NextEra Energy Resources will provide development, engineering, and construction services as well as equipment for the four joint venture projects, and will fund the balance of project costs not invested by XPLR. Liu said the structure is intended to accelerate execution while reducing risk and providing an “efficient pathway” to monetize non-cash-flow-generating surplus interconnection capacity.
On timing, management said XPLR has 45 days under the agreement to finalize its evaluation of the development plan and make an election on the co-investment, and that the agreement includes a process to identify additional interconnection asset sales to fund the remainder of the expected equity contribution.
Repowering expansion and longer-term upside discussion
Repowering remained a major focus. Liu said the company completed nearly 1.3 GW of its previously announced repowering plan, with projects achieving commercial operations “on time and on budget.” Based on that progress, XPLR updated its repowering plan from 1.6 GW to approximately 2.1 GW through 2030, adding 500 MW of additional repowerings that management said are expected to deliver strong equity returns. The company anticipates funding the new repowerings through a combination of retained cash flows and additional project-level financing.
When asked about returns, management reiterated it has previously targeted “minimum double-digit returns” for repowering projects. Liu also characterized the battery storage opportunity as “modestly lower-returning” than repowerings but “still double-digit.”

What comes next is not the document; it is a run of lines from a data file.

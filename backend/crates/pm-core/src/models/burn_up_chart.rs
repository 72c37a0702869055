use crate::{ChartPoint, MeasurementMode};

use chrono::NaiveDate;
use serde::Serialize;
use uuid::Uuid;

/// Scoped vs completed work, one point per day
#[derive(Debug, Clone, PartialEq, Serialize)]
pub struct BurnUpChart {
    pub iteration_id: Uuid,
    pub iteration_name: String,
    pub start_date: NaiveDate,
    pub end_date: NaiveDate,
    pub mode: MeasurementMode,
    pub scope: Vec<ChartPoint>,
    pub done: Vec<ChartPoint>,
}
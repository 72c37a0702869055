use pm_core::{Board, Column};
use pm_db::{BoardRepository, ColumnRepository};

use sqlx::SqlitePool;

/// Creates an in-memory SQLite pool with migrations run
pub async fn create_test_pool() -> SqlitePool {
    pm_db::connect_in_memory()
        .await
        .expect("Failed to create test pool")
}

/// Inserts a board so foreign keys on columns, iterations and items hold
pub async fn create_test_board(pool: &SqlitePool) -> Board {
    let board = Board::new("Test Board".to_string(), None);
    BoardRepository::new(pool.clone())
        .create(&board)
        .await
        .expect("Failed to create test board");
    board
}

pub async fn create_test_column(pool: &SqlitePool, column: &Column) {
    ColumnRepository::new(pool.clone())
        .create(column)
        .await
        .expect("Failed to create test column");
}
use crate::error::{Result as ServerErrorResult, ServerError};

use pm_config::LoggingConfig;

use std::fmt::Arguments;
use std::path::{Path, PathBuf};
use std::time::SystemTime;

use fern::colors::{Color, ColoredLevelConfig};
use fern::{Dispatch, FormatCallback};
use log::{LevelFilter, Record, info};

/// Crates whose debug output drowns out the chart engine
const NOISY_TARGETS: [&str; 3] = ["sqlx", "hyper", "tower_http"];

/// Initialize logger with fern
///
/// Logs go to `log_file` when set, otherwise to stdout (colored when the
/// config asks for it).
#[track_caller]
pub fn initialize(config: &LoggingConfig, log_file: Option<PathBuf>) -> ServerErrorResult<()> {
    let level_filter = *config.level;

    let mut base_dispatch = Dispatch::new().level(level_filter);
    for target in NOISY_TARGETS {
        base_dispatch = base_dispatch.level_for(target, level_filter.min(LevelFilter::Warn));
    }

    let dispatch = match log_file.as_deref() {
        Some(log_path) => file_dispatch(log_path)?,
        None if config.colored => colored_dispatch(),
        // Plain output for non-TTY (systemd, docker logs)
        None => Dispatch::new()
            .format(|out, message, record| write_line(out, message, record, record.level()))
            .chain(std::io::stdout()),
    };

    base_dispatch
        .chain(dispatch)
        .apply()
        .map_err(|e| ServerError::Logger {
            message: format!("Failed to initialize logger: {e}"),
        })?;

    match log_file {
        Some(path) => info!(
            "Logger initialized: level={:?}, file={}",
            level_filter,
            path.display()
        ),
        None => info!("Logger initialized: level={:?}, stdout", level_filter),
    }

    // Bridge tracing to log
    tracing_log::LogTracer::init().ok();

    Ok(())
}

fn file_dispatch(log_path: &Path) -> ServerErrorResult<Dispatch> {
    let file = std::fs::OpenOptions::new()
        .create(true)
        .append(true)
        .open(log_path)
        .map_err(|e| ServerError::Logger {
            message: format!("Failed to open log file {}: {}", log_path.display(), e),
        })?;

    Ok(Dispatch::new()
        .format(|out, message, record| write_line(out, message, record, record.level()))
        .chain(file))
}

fn colored_dispatch() -> Dispatch {
    let colors = ColoredLevelConfig::new()
        .trace(Color::Magenta)
        .debug(Color::Blue)
        .info(Color::Green)
        .warn(Color::Yellow)
        .error(Color::Red);

    Dispatch::new()
        .format(move |out, message, record| {
            write_line(out, message, record, colors.color(record.level()))
        })
        .chain(std::io::stdout())
}

fn write_line(
    out: FormatCallback,
    message: &Arguments,
    record: &Record,
    level: impl std::fmt::Display,
) {
    out.finish(format_args!(
        "[{date} - {level}] {message} [{file}:{line}]",
        date = humantime::format_rfc3339(SystemTime::now()),
        level = level,
        message = message,
        file = record.file().unwrap_or("unknown"),
        line = record.line().unwrap_or(0),
    ))
}
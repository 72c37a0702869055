use std::panic::Location;
use std::path::PathBuf;
use std::result::Result as StdResult;

use error_location::ErrorLocation;
use thiserror::Error as ThisError;

#[derive(ThisError, Debug)]
pub enum ConfigError {
    #[error("{category} error: {message} {location}")]
    Generic {
        category: &'static str,
        message: String,
        location: ErrorLocation,
    },

    #[error("IO error reading {path}: {source}")]
    Io {
        path: PathBuf,
        #[source]
        source: std::io::Error,
    },

    /// A PM_* override whose value does not parse as the target type
    #[error("Invalid value {value:?} for {var} {location}")]
    InvalidEnv {
        var: &'static str,
        value: String,
        location: ErrorLocation,
    },

    #[error("TOML parse error in {path}: {source}")]
    Toml {
        path: PathBuf,
        #[source]
        source: toml::de::Error,
    },
}

impl ConfigError {
    /// Create a config error
    #[track_caller]
    pub fn config<S: Into<String>>(message: S) -> Self {
        ConfigError::Generic {
            category: "Config",
            message: message.into(),
            location: ErrorLocation::from(Location::caller()),
        }
    }

    /// Create a database error
    #[track_caller]
    pub fn database<S: Into<String>>(message: S) -> Self {
        ConfigError::Generic {
            category: "Database",
            message: message.into(),
            location: ErrorLocation::from(Location::caller()),
        }
    }

    /// Create a metrics error
    #[track_caller]
    pub fn metrics<S: Into<String>>(message: S) -> Self {
        ConfigError::Generic {
            category: "Metrics",
            message: message.into(),
            location: ErrorLocation::from(Location::caller()),
        }
    }

    /// Create a server error
    #[track_caller]
    pub fn server<S: Into<String>>(message: S) -> Self {
        ConfigError::Generic {
            category: "Server",
            message: message.into(),
            location: ErrorLocation::from(Location::caller()),
        }
    }
}

pub type ConfigErrorResult<T> = StdResult<T, ConfigError>;
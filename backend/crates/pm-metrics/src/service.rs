use crate::{
    BurnCalculator, ChartMetrics, FlowAggregator, MetricsResult, MetricsSources, RecordSummary,
    SnapshotRecorder, VelocityAggregator,
};

use pm_core::{
    BurnDownChart, BurnUpChart, CumulativeFlowChart, DailyMetricsSnapshot, MeasurementMode,
    VelocityChart,
};

use sqlx::SqlitePool;
use uuid::Uuid;

const DEFAULT_ITERATION_DAYS: i64 = 14;
const DEFAULT_MAX_EVENTS: i64 = 10_000;
const DEFAULT_VELOCITY_ITERATIONS: u32 = 5;
const DEFAULT_MAX_CHART_DAYS: u32 = 366;

/// Engine tuning, filled from the `[metrics]` config section
#[derive(Debug, Clone, Copy, PartialEq, Eq)]
pub struct MetricsSettings {
    pub default_iteration_days: i64,
    pub max_events: i64,
    pub default_velocity_iterations: u32,
    pub max_chart_days: u32,
}

impl Default for MetricsSettings {
    fn default() -> Self {
        Self {
            default_iteration_days: DEFAULT_ITERATION_DAYS,
            max_events: DEFAULT_MAX_EVENTS,
            default_velocity_iterations: DEFAULT_VELOCITY_ITERATIONS,
            max_chart_days: DEFAULT_MAX_CHART_DAYS,
        }
    }
}

/// Single entry point for every chart query and snapshot write
#[derive(Clone)]
pub struct MetricsService {
    burn: BurnCalculator,
    flow: FlowAggregator,
    velocity: VelocityAggregator,
    recorder: SnapshotRecorder,
}

impl MetricsService {
    pub fn new(sources: MetricsSources, settings: MetricsSettings) -> Self {
        let instrumentation = ChartMetrics::new();
        let recorder = SnapshotRecorder::new(sources.clone(), instrumentation.clone());

        Self {
            burn: BurnCalculator::new(sources.clone(), settings, instrumentation.clone()),
            flow: FlowAggregator::new(sources.clone(), recorder.clone(), instrumentation.clone()),
            velocity: VelocityAggregator::new(sources, settings, instrumentation),
            recorder,
        }
    }

    pub fn sqlite(pool: SqlitePool, settings: MetricsSettings) -> Self {
        Self::new(MetricsSources::sqlite(pool), settings)
    }

    pub async fn burn_down(
        &self,
        iteration_id: Uuid,
        mode: MeasurementMode,
    ) -> MetricsResult<BurnDownChart> {
        self.burn.burn_down(iteration_id, mode).await
    }

    pub async fn burn_up(
        &self,
        iteration_id: Uuid,
        mode: MeasurementMode,
    ) -> MetricsResult<BurnUpChart> {
        self.burn.burn_up(iteration_id, mode).await
    }

    pub async fn cumulative_flow(
        &self,
        iteration_id: Uuid,
        mode: MeasurementMode,
    ) -> MetricsResult<CumulativeFlowChart> {
        self.flow.cumulative_flow(iteration_id, mode).await
    }

    pub async fn velocity(
        &self,
        board_id: Uuid,
        count: Option<u32>,
        mode: MeasurementMode,
    ) -> MetricsResult<VelocityChart> {
        self.velocity.velocity(board_id, count, mode).await
    }

    pub async fn record_daily_snapshot(
        &self,
        iteration_id: Uuid,
    ) -> MetricsResult<DailyMetricsSnapshot> {
        self.recorder.record_daily_snapshot(iteration_id).await
    }

    pub async fn record_active(&self) -> MetricsResult<RecordSummary> {
        self.recorder.record_active().await
    }

    pub fn burn_calculator(&self) -> &BurnCalculator {
        &self.burn
    }

    pub fn flow_aggregator(&self) -> &FlowAggregator {
        &self.flow
    }

    pub fn snapshot_recorder(&self) -> &SnapshotRecorder {
        &self.recorder
    }
}
mod chart_query;
mod error;
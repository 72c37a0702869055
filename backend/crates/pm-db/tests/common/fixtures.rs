use pm_core::{ColumnBreakdown, DailyMetricsSnapshot, Iteration, IterationStatus, WorkItem};

use chrono::{DateTime, Duration, NaiveDate, TimeZone, Utc};
use uuid::Uuid;

/// Midnight UTC on the given day
pub fn utc(y: i32, m: u32, d: u32) -> DateTime<Utc> {
    Utc.with_ymd_and_hms(y, m, d, 0, 0, 0).unwrap()
}

pub fn date(y: i32, m: u32, d: u32) -> NaiveDate {
    NaiveDate::from_ymd_opt(y, m, d).unwrap()
}

/// Creates a two-week iteration starting at `start`
pub fn create_test_iteration(board_id: Uuid, start: DateTime<Utc>) -> Iteration {
    Iteration::new(
        board_id,
        "Test Iteration".to_string(),
        Some(start),
        Some(start + Duration::days(14)),
    )
}

/// Creates a closed iteration with the given close time
pub fn create_closed_iteration(board_id: Uuid, name: &str, closed_at: DateTime<Utc>) -> Iteration {
    let mut iteration = Iteration::new(
        board_id,
        name.to_string(),
        Some(closed_at - Duration::days(14)),
        Some(closed_at),
    );
    iteration.status = IterationStatus::Closed;
    iteration.closed_at = Some(closed_at);
    iteration
}

/// Creates a work item in `column_id` with optional points and iteration
pub fn create_test_work_item(
    board_id: Uuid,
    column_id: Uuid,
    iteration_id: Option<Uuid>,
    story_points: Option<i32>,
) -> WorkItem {
    let mut item = WorkItem::new(board_id, column_id, "Test Work Item".to_string());
    item.iteration_id = iteration_id;
    item.story_points = story_points;
    item
}

/// Creates a snapshot with a single column entry
pub fn create_test_snapshot(
    iteration_id: Uuid,
    day: NaiveDate,
    column_id: Uuid,
    count: i64,
    points: i64,
) -> DailyMetricsSnapshot {
    let mut snapshot = DailyMetricsSnapshot::new(iteration_id, day);
    snapshot.total_count = count;
    snapshot.total_points = points;
    snapshot.columns.insert(
        column_id,
        ColumnBreakdown {
            name: "Doing".to_string(),
            count,
            points,
        },
    );
    snapshot
}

Management also pointed to potential longer-term upside from recontracting as power purchase agreements expire. Liu said approximately 80% of the MWh sold are contracted at prices “below where the market prices are currently” and below forecasted prices at maturity. Using third-party forecasted power prices, the existing portfolio was “estimated to be able to deliver more than $200 million of incremental revenue by 2040,” though management emphasized actual outcomes will depend on market conditions and execution.
On funding flexibility, Geoffroy said the capital plan through the end of the decade is expected to be largely funded by retained cash flows, supplemented where appropriate with project-level financing and selective use of corporate debt. She also noted the company reduced the size of its corporate revolving credit facility from $2.5 billion to $1.25 billion, and said XPLR has $750 million or less in corporate debt maturities over any 12-month period through year-end 2030.
About XPLR Infrastructure (NYSE:XIFR)
XPLR Infrastructure LP engages in the acquisition, management, and ownership of contracted clean energy projects with long-term cash flows. It owns interests in wind and solar projects in North America and natural gas infrastructure assets in Texas. The company was founded on March 6, 2014 and is headquartered in Juno Beach, FL.